Goal of the exercise
Check each line of the data for "SlackChannel" and select those that have it.
Recorded information: Begin
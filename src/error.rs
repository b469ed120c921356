//! Error types for configuration loading and channel delivery.

use thiserror::Error;

/// Errors that abort an invocation before any channel runs.
#[derive(Error, Debug)]
pub enum ConfigError {
    #[error("Input required and not supplied: {0}")]
    MissingInput(&'static str),

    #[error("Failed to load configuration: {0}")]
    Load(#[from] Box<figment::Error>),

    #[error("Failed to build HTTP client: {0}")]
    HttpClient(#[source] reqwest::Error),
}

impl From<figment::Error> for ConfigError {
    fn from(err: figment::Error) -> Self {
        ConfigError::Load(Box::new(err))
    }
}

/// Errors raised while delivering through a single channel.
///
/// These never leave the channel adapter; they are folded into
/// [`Outcome::Failed`](crate::core::Outcome::Failed) with their display text.
#[derive(Error, Debug)]
pub enum ChannelError {
    #[error("HTTP {0}")]
    Status(u16),

    #[error("{0}")]
    Http(#[from] reqwest::Error),

    #[error("invalid SMTP port '{0}'")]
    InvalidPort(String),

    #[error("invalid HTTP method: {0}")]
    InvalidMethod(String),

    #[error("invalid email address '{address}': {source}")]
    Address {
        address: String,
        #[source]
        source: lettre::address::AddressError,
    },

    #[error("failed to build email: {0}")]
    Message(#[from] lettre::error::Error),

    #[error("{0}")]
    Smtp(#[from] lettre::transport::smtp::Error),
}
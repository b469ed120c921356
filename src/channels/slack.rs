//! A client for sending notifications to Slack.

use super::check_status;
use crate::config::{non_blank, SlackConfig};
use crate::context::NotificationContext;
use crate::core::{Channel, Outcome};
use crate::error::ChannelError;
use crate::formatting;
use async_trait::async_trait;
use tracing::{debug, error, info, instrument};

/// Posts the notification to a Slack incoming webhook.
pub struct SlackChannel {
    config: SlackConfig,
    client: reqwest::Client,
}

impl SlackChannel {
    /// Creates a new `SlackChannel`.
    pub fn new(config: SlackConfig, client: reqwest::Client) -> Self {
        Self { config, client }
    }

    async fn post(&self, webhook_url: &str, context: &NotificationContext) -> Result<(), ChannelError> {
        let payload = formatting::slack_payload(context, &self.config);
        let response = self.client.post(webhook_url).json(&payload).send().await?;
        check_status(response.status())
    }
}

#[async_trait]
impl Channel for SlackChannel {
    fn name(&self) -> &str {
        "slack"
    }

    #[instrument(skip_all, fields(channel = "slack"))]
    async fn deliver(&self, context: &NotificationContext) -> Outcome {
        let Some(webhook_url) = non_blank(&self.config.webhook_url) else {
            debug!("No Slack webhook configured, skipping.");
            return Outcome::Skipped;
        };

        match self.post(webhook_url, context).await {
            Ok(()) => {
                info!("Sent Slack notification.");
                Outcome::Sent
            }
            Err(e) => {
                error!(error = %e, "Slack notification failed");
                Outcome::failed(e)
            }
        }
    }
}
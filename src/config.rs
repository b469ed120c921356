//! Configuration management for notify-cascade
//!
//! This module defines the main `Config` struct and its per-channel sections.
//! It uses the `figment` crate to layer built-in defaults, a
//! `notify-cascade.toml` file, GitHub Actions inputs, environment variables
//! and command-line flags, in that order of increasing priority.

use crate::cli::Cli;
use crate::error::{ChannelError, ConfigError};
use figment::{
    providers::{Env, Format, Serialized, Toml},
    value::{Dict, Map, Tag, Value},
    Figment, Metadata, Profile, Provider,
};
use serde::{Deserialize, Deserializer, Serialize};
use std::collections::BTreeMap;
use std::path::PathBuf;
use std::time::Duration;

/// Config file read when `--config` is not given.
pub const DEFAULT_CONFIG_FILE: &str = "notify-cascade.toml";

/// Title used when none is supplied.
pub const DEFAULT_TITLE: &str = "GitHub Notification";

/// SMTP port used when none is supplied.
pub const DEFAULT_SMTP_PORT: u16 = 587;

/// The main configuration struct for the application.
#[derive(Debug, Deserialize, Serialize, Clone, Default)]
pub struct Config {
    /// Message, title and logging settings.
    #[serde(default)]
    pub core: CoreConfig,
    /// Settings for the fan-out itself.
    #[serde(default)]
    pub dispatch: DispatchConfig,
    /// Configuration for the Slack channel.
    #[serde(default)]
    pub slack: SlackConfig,
    /// Configuration for the email channel.
    #[serde(default)]
    pub email: EmailConfig,
    /// Configuration for the generic webhook channel.
    #[serde(default)]
    pub webhook: WebhookConfig,
}

#[derive(Debug, Deserialize, Serialize, Clone)]
pub struct CoreConfig {
    /// The notification body. Required.
    #[serde(default)]
    pub message: Option<String>,
    /// The notification title.
    #[serde(default = "default_title")]
    pub title: String,
    /// The logging level for the application.
    #[serde(default = "default_log_level")]
    pub log_level: String,
}

fn default_title() -> String {
    DEFAULT_TITLE.to_string()
}

fn default_log_level() -> String {
    "info".to_string()
}

impl Default for CoreConfig {
    fn default() -> Self {
        Self {
            message: None,
            title: default_title(),
            log_level: default_log_level(),
        }
    }
}

#[derive(Debug, Deserialize, Serialize, Clone)]
pub struct DispatchConfig {
    /// Deadline for each channel in seconds. `0` disables it.
    #[serde(default = "default_channel_timeout")]
    pub channel_timeout_seconds: u64,
}

fn default_channel_timeout() -> u64 {
    30
}

impl Default for DispatchConfig {
    fn default() -> Self {
        Self {
            channel_timeout_seconds: default_channel_timeout(),
        }
    }
}

impl DispatchConfig {
    pub fn channel_timeout(&self) -> Option<Duration> {
        (self.channel_timeout_seconds > 0).then(|| Duration::from_secs(self.channel_timeout_seconds))
    }
}

/// Configuration for Slack notifications.
#[derive(Debug, Deserialize, Serialize, Clone, Default, PartialEq)]
pub struct SlackConfig {
    /// The Slack incoming webhook URL.
    #[serde(default)]
    pub webhook_url: Option<String>,
    /// Channel override, e.g. `#deploys`.
    #[serde(default)]
    pub channel: Option<String>,
    /// Username override.
    #[serde(default)]
    pub username: Option<String>,
    /// Icon emoji override, e.g. `:rocket:`.
    #[serde(default)]
    pub icon_emoji: Option<String>,
}

impl SlackConfig {
    /// The channel is unset when no webhook URL is configured.
    pub fn is_unset(&self) -> bool {
        is_blank(&self.webhook_url)
    }
}

/// Configuration for email notifications.
#[derive(Debug, Deserialize, Serialize, Clone, Default, PartialEq)]
pub struct EmailConfig {
    #[serde(default)]
    pub smtp_host: Option<String>,
    /// Kept as text; it is parsed at delivery so a bad value only fails
    /// the email channel.
    #[serde(default, deserialize_with = "lenient_port")]
    pub smtp_port: Option<String>,
    /// Use implicit TLS instead of STARTTLS.
    #[serde(default, deserialize_with = "lenient_flag")]
    pub smtp_secure: bool,
    #[serde(default)]
    pub smtp_user: Option<String>,
    #[serde(default)]
    pub smtp_password: Option<String>,
    /// Sender address. Falls back to `smtp_user`.
    #[serde(default)]
    pub from: Option<String>,
    /// Recipients, comma separated.
    #[serde(default)]
    pub to: Option<String>,
}

impl EmailConfig {
    /// The channel is unset when either the SMTP host or the recipient is missing.
    pub fn is_unset(&self) -> bool {
        is_blank(&self.smtp_host) || is_blank(&self.to)
    }

    /// The SMTP port, [`DEFAULT_SMTP_PORT`] when unset.
    pub fn port(&self) -> Result<u16, ChannelError> {
        match non_blank(&self.smtp_port) {
            None => Ok(DEFAULT_SMTP_PORT),
            Some(text) => text
                .parse()
                .map_err(|_| ChannelError::InvalidPort(text.to_string())),
        }
    }
}

/// Configuration for the generic webhook.
#[derive(Debug, Deserialize, Serialize, Clone, Default, PartialEq)]
pub struct WebhookConfig {
    #[serde(default)]
    pub url: Option<String>,
    /// HTTP method, `POST` when absent.
    #[serde(default)]
    pub method: Option<String>,
    /// Extra headers as a JSON object.
    #[serde(default)]
    pub headers: Option<String>,
    /// Body template with `{{placeholder}}` substitution.
    #[serde(default)]
    pub body_template: Option<String>,
}

impl WebhookConfig {
    /// The channel is unset when no URL is configured.
    pub fn is_unset(&self) -> bool {
        is_blank(&self.url)
    }
}

fn is_blank(value: &Option<String>) -> bool {
    non_blank(value).is_none()
}

/// Returns the trimmed value when it is present and not blank.
pub(crate) fn non_blank(value: &Option<String>) -> Option<&str> {
    value.as_deref().map(str::trim).filter(|v| !v.is_empty())
}

#[derive(Deserialize)]
#[serde(untagged)]
enum NumberOrText {
    Number(i64),
    Text(String),
}

/// Accepts a port as a number or as text and keeps it as text.
fn lenient_port<'de, D>(deserializer: D) -> Result<Option<String>, D::Error>
where
    D: Deserializer<'de>,
{
    Ok(match Option::<NumberOrText>::deserialize(deserializer)? {
        Some(NumberOrText::Number(n)) => Some(n.to_string()),
        Some(NumberOrText::Text(text)) => Some(text),
        None => None,
    })
}

#[derive(Deserialize)]
#[serde(untagged)]
enum FlagOrText {
    Flag(bool),
    Text(String),
}

/// Accepts a boolean or the text `true`; any other text is `false`.
fn lenient_flag<'de, D>(deserializer: D) -> Result<bool, D::Error>
where
    D: Deserializer<'de>,
{
    Ok(match Option::<FlagOrText>::deserialize(deserializer)? {
        Some(FlagOrText::Flag(flag)) => flag,
        Some(FlagOrText::Text(text)) => text.trim().eq_ignore_ascii_case("true"),
        None => false,
    })
}

impl Config {
    /// Loads the configuration for an invocation described by `cli`.
    pub fn load(cli: &Cli) -> Result<Self, ConfigError> {
        Ok(Self::figment(cli, ActionInputs::from_env()).extract()?)
    }

    /// Builds the layered figment without extracting it.
    pub fn figment(cli: &Cli, inputs: ActionInputs) -> Figment {
        let config_path = cli
            .config
            .clone()
            .unwrap_or_else(|| PathBuf::from(DEFAULT_CONFIG_FILE));

        Figment::new()
            .merge(Serialized::defaults(Config::default()))
            .merge(Toml::file(config_path))
            .merge(inputs)
            // e.g. NOTIFY_CASCADE_WEBHOOK__URL=https://...
            .merge(Env::prefixed("NOTIFY_CASCADE_").split("__"))
            .merge(cli.clone())
    }

    /// Returns the required message, or the error that aborts the invocation.
    pub fn message(&self) -> Result<&str, ConfigError> {
        self.core
            .message
            .as_deref()
            .map(str::trim)
            .filter(|m| !m.is_empty())
            .ok_or(ConfigError::MissingInput("message"))
    }
}

/// GitHub Actions input names and the config keys they populate.
const ACTION_INPUTS: &[(&str, &str, &str)] = &[
    ("MESSAGE", "core", "message"),
    ("TITLE", "core", "title"),
    ("SLACK-WEBHOOK", "slack", "webhook_url"),
    ("SLACK-CHANNEL", "slack", "channel"),
    ("SLACK-USERNAME", "slack", "username"),
    ("SLACK-ICON-EMOJI", "slack", "icon_emoji"),
    ("SMTP-HOST", "email", "smtp_host"),
    ("SMTP-PORT", "email", "smtp_port"),
    ("SMTP-SECURE", "email", "smtp_secure"),
    ("SMTP-USER", "email", "smtp_user"),
    ("SMTP-PASSWORD", "email", "smtp_password"),
    ("EMAIL-FROM", "email", "from"),
    ("EMAIL-TO", "email", "to"),
    ("WEBHOOK-URL", "webhook", "url"),
    ("WEBHOOK-METHOD", "webhook", "method"),
    ("WEBHOOK-HEADERS", "webhook", "headers"),
    ("WEBHOOK-BODY-TEMPLATE", "webhook", "body_template"),
];

/// A figment provider for the `INPUT_*` variables the Actions runner sets.
///
/// The runner exports every declared input, blank or not, so blank values
/// are dropped here and never shadow lower layers. Values stay text.
#[derive(Debug, Clone, Default)]
pub struct ActionInputs {
    values: BTreeMap<String, String>,
}

impl ActionInputs {
    pub fn from_env() -> Self {
        Self::from_lookup(|key| std::env::var(key).ok())
    }

    pub fn from_lookup<F>(lookup: F) -> Self
    where
        F: Fn(&str) -> Option<String>,
    {
        let values = ACTION_INPUTS
            .iter()
            .filter_map(|(input, _, _)| {
                let value = lookup(&format!("INPUT_{}", input))?;
                (!value.trim().is_empty()).then(|| (input.to_string(), value))
            })
            .collect();
        Self { values }
    }
}

impl Provider for ActionInputs {
    fn metadata(&self) -> Metadata {
        Metadata::named("GitHub Actions inputs")
    }

    fn data(&self) -> Result<Map<Profile, Dict>, figment::Error> {
        let mut sections: BTreeMap<&str, Dict> = BTreeMap::new();
        for (input, section, key) in ACTION_INPUTS {
            if let Some(value) = self.values.get(*input) {
                sections
                    .entry(*section)
                    .or_default()
                    .insert(key.to_string(), Value::from(value.clone()));
            }
        }

        let dict = sections
            .into_iter()
            .map(|(section, values)| (section.to_string(), Value::Dict(Tag::Default, values)))
            .collect();

        let mut map = Map::new();
        map.insert(Profile::Default, dict);
        Ok(map)
    }
}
Recorded information: End
Answer box
pub struct SlackChannel {
impl SlackChannel {
    /// Creates a new `SlackChannel`.
impl Channel for SlackChannel {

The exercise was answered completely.